### WORK TO COMPLETE
Would you copy all lines in the data that contain the word "total"?

[Collected data]
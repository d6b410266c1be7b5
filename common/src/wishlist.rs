//! ウィッシュリスト（保存したデザイン）とデザインカード
//!
//! カードの操作は文字列に埋め込んだコールバックではなく `CardAction` で表す。

use crate::design::{DesignState, DesignUpdate};
use crate::error::Result;
use crate::presets::{builtin_presets, Preset};
use crate::render::shape_style;
use crate::storage::{read_json, write_json, KeyValueStore, WISHLIST_KEY};
use serde::{Deserialize, Serialize};

pub const DEFAULT_LOOK_NAME: &str = "My Custom Look";

/// 保存済みデザイン
#[derive(Debug, Clone, PartialEq, Serialize, Deserialize)]
pub struct WishlistEntry {
    /// 保存時刻（エポックミリ秒）
    pub id: i64,
    pub name: String,
    pub config: DesignState,
    pub date: String,
}

pub struct Wishlist<S: KeyValueStore> {
    storage: S,
}

impl<S: KeyValueStore> Wishlist<S> {
    pub fn new(storage: S) -> Self {
        Self { storage }
    }

    /// 保存済み一覧。未保存・破損時は空
    ///
    /// 壊れたエントリは1件単位で読み飛ばす。
    pub fn load(&self) -> Vec<WishlistEntry> {
        let raw: Vec<serde_json::Value> = read_json(&self.storage, WISHLIST_KEY).unwrap_or_default();
        raw.into_iter()
            .filter_map(|value| match serde_json::from_value(value) {
                Ok(entry) => Some(entry),
                Err(e) => {
                    tracing::warn!("Skipping malformed wishlist entry: {}", e);
                    None
                }
            })
            .collect()
    }

    /// デザインを保存する。名前が空なら既定の名前を使う
    ///
    /// 試着写真は容量が大きいため保存しない。
    pub fn save(&self, name: &str, design: &DesignState, id: i64, date: &str) -> Result<WishlistEntry> {
        let name = match name.trim() {
            "" => DEFAULT_LOOK_NAME.to_string(),
            trimmed => trimmed.to_string(),
        };
        let entry = WishlistEntry {
            id,
            name,
            config: DesignState {
                try_on_photo: None,
                ..design.clone()
            },
            date: date.to_string(),
        };

        let mut entries = self.load();
        entries.push(entry.clone());
        write_json(&self.storage, WISHLIST_KEY, &entries)?;
        tracing::debug!("Saved look {} ({} entries)", entry.id, entries.len());
        Ok(entry)
    }

    /// 削除。該当があった場合 true
    pub fn remove(&self, id: i64) -> Result<bool> {
        let mut entries = self.load();
        let before = entries.len();
        entries.retain(|e| e.id != id);
        if entries.len() == before {
            return Ok(false);
        }
        write_json(&self.storage, WISHLIST_KEY, &entries)?;
        Ok(true)
    }
}

/// カードのボタン操作
#[derive(Debug, Clone, PartialEq)]
pub enum CardAction {
    ApplyPreset(Preset),
    ApplySaved(Box<DesignState>),
    Remove(i64),
}

/// ライブラリ・ウィッシュリストのカード表示データ
#[derive(Debug, Clone, PartialEq)]
pub struct DesignCard {
    pub key: String,
    pub name: String,
    pub color: String,
    pub border_radius: &'static str,
    /// coffin のみ
    pub clip_path: Option<&'static str>,
    pub tags: Vec<String>,
    pub apply: CardAction,
    pub remove: Option<CardAction>,
}

fn card_shape(shape: crate::design::Shape) -> (&'static str, Option<&'static str>) {
    let (radius, clip) = shape_style(shape);
    (radius, (clip != "none").then_some(clip))
}

pub fn library_cards() -> Vec<DesignCard> {
    builtin_presets()
        .into_iter()
        .map(|preset| {
            let (border_radius, clip_path) = card_shape(preset.shape);
            DesignCard {
                key: format!("preset-{}", preset.name),
                name: preset.name.clone(),
                color: preset.color.clone(),
                border_radius,
                clip_path,
                tags: vec![preset.shape.as_str().to_string(), preset.length.label().to_string()],
                apply: CardAction::ApplyPreset(preset),
                remove: None,
            }
        })
        .collect()
}

pub fn wishlist_cards(entries: &[WishlistEntry]) -> Vec<DesignCard> {
    entries
        .iter()
        .map(|entry| {
            let (border_radius, clip_path) = card_shape(entry.config.shape);
            DesignCard {
                key: format!("look-{}", entry.id),
                name: entry.name.clone(),
                color: entry.config.color.clone(),
                border_radius,
                clip_path,
                tags: vec![
                    entry.config.shape.as_str().to_string(),
                    entry.config.length.label().to_string(),
                ],
                apply: CardAction::ApplySaved(Box::new(entry.config.clone())),
                remove: Some(CardAction::Remove(entry.id)),
            }
        })
        .collect()
}

/// カード操作の結果
#[derive(Debug, Clone, PartialEq)]
pub struct CardOutcome {
    pub design: DesignState,
    pub message: String,
    /// ウィッシュリストが変わった（再描画が必要）
    pub wishlist_changed: bool,
}

/// カード操作を処理する
pub fn dispatch_card_action<S: KeyValueStore>(
    action: CardAction,
    design: DesignState,
    wishlist: &Wishlist<S>,
) -> CardOutcome {
    match action {
        CardAction::ApplyPreset(preset) => CardOutcome {
            message: format!("Applied: {}", preset.name),
            design: design.apply(DesignUpdate::ApplyPreset(preset)),
            wishlist_changed: false,
        },
        CardAction::ApplySaved(saved) => CardOutcome {
            design: design.apply(DesignUpdate::Load(*saved)),
            message: "Applied saved look".to_string(),
            wishlist_changed: false,
        },
        CardAction::Remove(id) => {
            let removed = match wishlist.remove(id) {
                Ok(removed) => removed,
                Err(e) => {
                    tracing::warn!("Failed to update wishlist: {}", e);
                    false
                }
            };
            CardOutcome {
                design,
                message: if removed { "Look removed".to_string() } else { "Look not found".to_string() },
                wishlist_changed: removed,
            }
        }
    }
}

#[cfg(test)]
mod tests {
    use super::*;
    use crate::design::Shape;
    use crate::storage::MemoryStore;

    #[test]
    fn test_empty_wishlist() {
        let wishlist = Wishlist::new(MemoryStore::new());
        assert!(wishlist.load().is_empty());
    }

    #[test]
    fn test_save_and_load() {
        let wishlist = Wishlist::new(MemoryStore::new());
        let design = DesignState::default().apply(DesignUpdate::Shape(Shape::Almond));

        let entry = wishlist.save("  Summer  ", &design, 1700000000000, "2026-10-18").unwrap();
        assert_eq!(entry.name, "Summer");

        let loaded = wishlist.load();
        assert_eq!(loaded.len(), 1);
        assert_eq!(loaded[0].config.shape, Shape::Almond);
        assert_eq!(loaded[0].date, "2026-10-18");
    }

    #[test]
    fn test_blank_name_uses_default() {
        let wishlist = Wishlist::new(MemoryStore::new());
        let entry = wishlist.save("   ", &DesignState::default(), 1, "2026-10-18").unwrap();
        assert_eq!(entry.name, DEFAULT_LOOK_NAME);
    }

    #[test]
    fn test_save_drops_try_on_photo() {
        let wishlist = Wishlist::new(MemoryStore::new());
        let design = DesignState::default().apply(DesignUpdate::TryOnPhoto(Some("data:image/jpeg;base64,AAAA".into())));
        let entry = wishlist.save("x", &design, 1, "d").unwrap();
        assert!(entry.config.try_on_photo.is_none());
    }

    #[test]
    fn test_malformed_wishlist_is_empty() {
        let storage = MemoryStore::new();
        storage.seed(WISHLIST_KEY, "[{broken");
        let wishlist = Wishlist::new(storage);
        assert!(wishlist.load().is_empty());

        // 壊れたデータは上書きされる
        wishlist.save("fresh", &DesignState::default(), 2, "d").unwrap();
        assert_eq!(wishlist.load().len(), 1);
    }

    #[test]
    fn test_malformed_entry_is_skipped() {
        let storage = MemoryStore::new();
        let good = WishlistEntry {
            id: 7,
            name: "Kept".to_string(),
            config: DesignState::default(),
            date: "2026-10-18".to_string(),
        };
        let raw = format!(
            "[{}, {{\"id\": \"oops\", \"name\": 3}}]",
            serde_json::to_string(&good).unwrap()
        );
        storage.seed(WISHLIST_KEY, &raw);
        let wishlist = Wishlist::new(storage);

        assert_eq!(wishlist.load(), vec![good.clone()]);

        // 壊れたエントリ以外は保存後も残る
        wishlist.save("New", &DesignState::default(), 8, "2026-10-18").unwrap();
        let loaded = wishlist.load();
        assert_eq!(loaded.len(), 2);
        assert_eq!(loaded[0], good);
        assert_eq!(loaded[1].name, "New");
    }

    #[test]
    fn test_remove() {
        let wishlist = Wishlist::new(MemoryStore::new());
        wishlist.save("a", &DesignState::default(), 1, "d").unwrap();
        wishlist.save("b", &DesignState::default(), 2, "d").unwrap();

        assert!(wishlist.remove(1).unwrap());
        assert!(!wishlist.remove(99).unwrap());
        let loaded = wishlist.load();
        assert_eq!(loaded.len(), 1);
        assert_eq!(loaded[0].name, "b");
    }

    #[test]
    fn test_save_failure_is_error() {
        let wishlist = Wishlist::new(MemoryStore::read_only());
        assert!(wishlist.save("a", &DesignState::default(), 1, "d").is_err());
    }

    #[test]
    fn test_library_cards() {
        let cards = library_cards();
        assert_eq!(cards.len(), 4);
        let bridal = cards.iter().find(|c| c.name == "Bridal French").unwrap();
        assert!(bridal.clip_path.is_some());
        assert_eq!(bridal.tags, vec!["coffin".to_string(), "Med".to_string()]);
        assert!(bridal.remove.is_none());
    }

    #[test]
    fn test_dispatch_card_actions() {
        let wishlist = Wishlist::new(MemoryStore::new());
        let saved = DesignState::default().apply(DesignUpdate::Shape(Shape::Stiletto));
        wishlist.save("mine", &saved, 42, "d").unwrap();

        let cards = wishlist_cards(&wishlist.load());
        assert_eq!(cards[0].tags[0], "stiletto");

        let outcome = dispatch_card_action(cards[0].apply.clone(), DesignState::default(), &wishlist);
        assert_eq!(outcome.design.shape, Shape::Stiletto);
        assert!(!outcome.wishlist_changed);

        let remove = cards[0].remove.clone().unwrap();
        let outcome = dispatch_card_action(remove, outcome.design, &wishlist);
        assert!(outcome.wishlist_changed);
        assert!(wishlist.load().is_empty());

        let preset = library_cards().remove(1);
        let outcome = dispatch_card_action(preset.apply, DesignState::default(), &wishlist);
        assert_eq!(outcome.message, "Applied: Vampy Red");
        assert_eq!(outcome.design.shape, Shape::Stiletto);
    }
}
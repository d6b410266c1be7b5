//! 定番デザイン（ライブラリ）とカラースウォッチ

use crate::design::{DesignState, Finish, NailLength, Pattern, Shape};
use serde::{Deserialize, Serialize};

/// カラースウォッチ
pub const SWATCHES: [&str; 12] = [
    "#eec4c4", "#dba39a", "#b07d62", "#8d5524", "#f0e68c", "#ff6f61",
    "#6b5b95", "#88b04b", "#92a8d1", "#955251", "#34568b", "#000000",
];

/// 定番デザイン
#[derive(Debug, Clone, PartialEq, Serialize, Deserialize)]
pub struct Preset {
    pub name: String,
    pub shape: Shape,
    pub length: NailLength,
    pub color: String,
    pub finish: Finish,
    pub pattern: Pattern,
    pub vibe: String,
}

impl Preset {
    fn new(name: &str, shape: Shape, length: NailLength, color: &str, finish: Finish, pattern: Pattern, vibe: &str) -> Self {
        Self {
            name: name.to_string(),
            shape,
            length,
            color: color.to_string(),
            finish,
            pattern,
            vibe: vibe.to_string(),
        }
    }

    /// 初期状態にプリセットの項目を重ねたデザイン
    pub fn to_design(&self) -> DesignState {
        DesignState {
            shape: self.shape,
            length: self.length,
            color: self.color.clone(),
            finish: self.finish,
            pattern: self.pattern,
            ..DesignState::default()
        }
    }
}

pub fn builtin_presets() -> Vec<Preset> {
    vec![
        Preset::new("Classic Nude", Shape::Almond, NailLength::Medium, "#eec4c4", Finish::Glossy, Pattern::Solid, "Minimal"),
        Preset::new("Vampy Red", Shape::Stiletto, NailLength::Long, "#955251", Finish::Glossy, Pattern::Solid, "Glam"),
        Preset::new("Bridal French", Shape::Coffin, NailLength::Medium, "#f0e68c", Finish::Matte, Pattern::French, "Minimal"),
        Preset::new("Chrome Future", Shape::Square, NailLength::Long, "#92a8d1", Finish::Chrome, Pattern::Solid, "Party"),
    ]
}

/// 名前で検索（大文字小文字は区別しない）
pub fn find_preset(name: &str) -> Option<Preset> {
    let name = name.trim();
    builtin_presets()
        .into_iter()
        .find(|p| p.name.eq_ignore_ascii_case(name))
}

#[cfg(test)]
mod tests {
    use super::*;
    use crate::design::DesignUpdate;

    #[test]
    fn test_builtin_presets() {
        let presets = builtin_presets();
        assert_eq!(presets.len(), 4);
        assert_eq!(presets[1].name, "Vampy Red");
        assert_eq!(presets[1].length, NailLength::Long);
    }

    #[test]
    fn test_find_preset_case_insensitive() {
        assert_eq!(find_preset("bridal french").unwrap().pattern, Pattern::French);
        assert!(find_preset("Neon Dream").is_none());
    }

    #[test]
    fn test_apply_preset_resets_other_fields() {
        let state = DesignState::default()
            .apply(DesignUpdate::AccentEnabled(true))
            .apply(DesignUpdate::ApplyPreset(find_preset("Chrome Future").unwrap()));

        assert_eq!(state.finish, Finish::Chrome);
        assert_eq!(state.color, "#92a8d1");
        assert!(!state.accent_enabled);
    }

    #[test]
    fn test_swatches_are_hex_colors() {
        for color in SWATCHES {
            assert!(color.starts_with('#'));
            assert_eq!(color.len(), 7);
        }
    }
}
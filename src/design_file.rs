//! デザインの読み込みと見積もり・ウィッシュリストの表示

use crate::error::{NailStudioError, Result};
use nail_studio_common::{find_preset, quote, DesignState, KeyValueStore, Quote, Wishlist, WishlistEntry};
use std::path::Path;

/// デザインJSON（ブラウザ版の状態と同じ形式）、プリセット名、既定値の順で決める
pub fn resolve_design(design: Option<&Path>, preset: Option<&str>) -> Result<DesignState> {
    if let Some(path) = design {
        if !path.exists() {
            return Err(NailStudioError::FileNotFound(path.display().to_string()));
        }
        let content = std::fs::read_to_string(path)?;
        return Ok(serde_json::from_str(&content)?);
    }
    if let Some(name) = preset {
        let preset = find_preset(name).ok_or_else(|| NailStudioError::PresetNotFound(name.to_string()))?;
        return Ok(preset.to_design());
    }
    Ok(DesignState::default())
}

/// 見積もりの表示行
pub fn quote_lines(quote: &Quote) -> Vec<String> {
    let mut lines: Vec<String> = quote
        .breakdown
        .iter()
        .map(|line| format!("  {:<28} {:>6}", line.label, line.amount_text()))
        .collect();
    lines.push(format!("  {:<28} {:>6}", "Total", format!("${}", quote.total)));
    lines.push(format!("  {:<28} {:>6}", "Estimated time", format!("{} min", quote.minutes)));
    lines
}

/// デザインの概要（カードのタグと同じ項目）
pub fn design_summary(design: &DesignState) -> String {
    format!(
        "{} / {} / {} / {} / {}",
        design.shape.as_str(),
        design.length.label(),
        design.finish.as_str(),
        design.pattern.as_str(),
        design.color
    )
}

/// 現在時刻をIDと日付にしてウィッシュリストへ保存
pub fn save_look<S: KeyValueStore>(wishlist: &Wishlist<S>, name: &str, design: &DesignState) -> Result<WishlistEntry> {
    let now = chrono::Local::now();
    let entry = wishlist.save(name, design, now.timestamp_millis(), &now.format("%Y-%m-%d").to_string())?;
    Ok(entry)
}

pub fn wishlist_lines(entries: &[WishlistEntry]) -> Vec<String> {
    entries
        .iter()
        .map(|e| {
            let q = quote(&e.config);
            format!("  {}  {:<24} {}  ${}  ({})", e.id, e.name, e.date, q.total, design_summary(&e.config))
        })
        .collect()
}
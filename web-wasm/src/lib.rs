//! Nail Studio Web App (Leptos + WASM)

mod app;
mod components;
mod hand_detector;
mod local_storage;
mod tryon;

use wasm_bindgen::prelude::*;

#[wasm_bindgen(start)]
pub fn main() {
    console_error_panic_hook::set_once();
    leptos::mount::mount_to_body(app::App);
}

### TASK RESPONSE
    lines.push(format!("  {:<28} {:>6}", "Total", format!("${}", quote.total)));
            format!("  {}  {:<24} {}  ${}  ({})", e.id, e.name, e.date, q.total, design_summary(&e.config))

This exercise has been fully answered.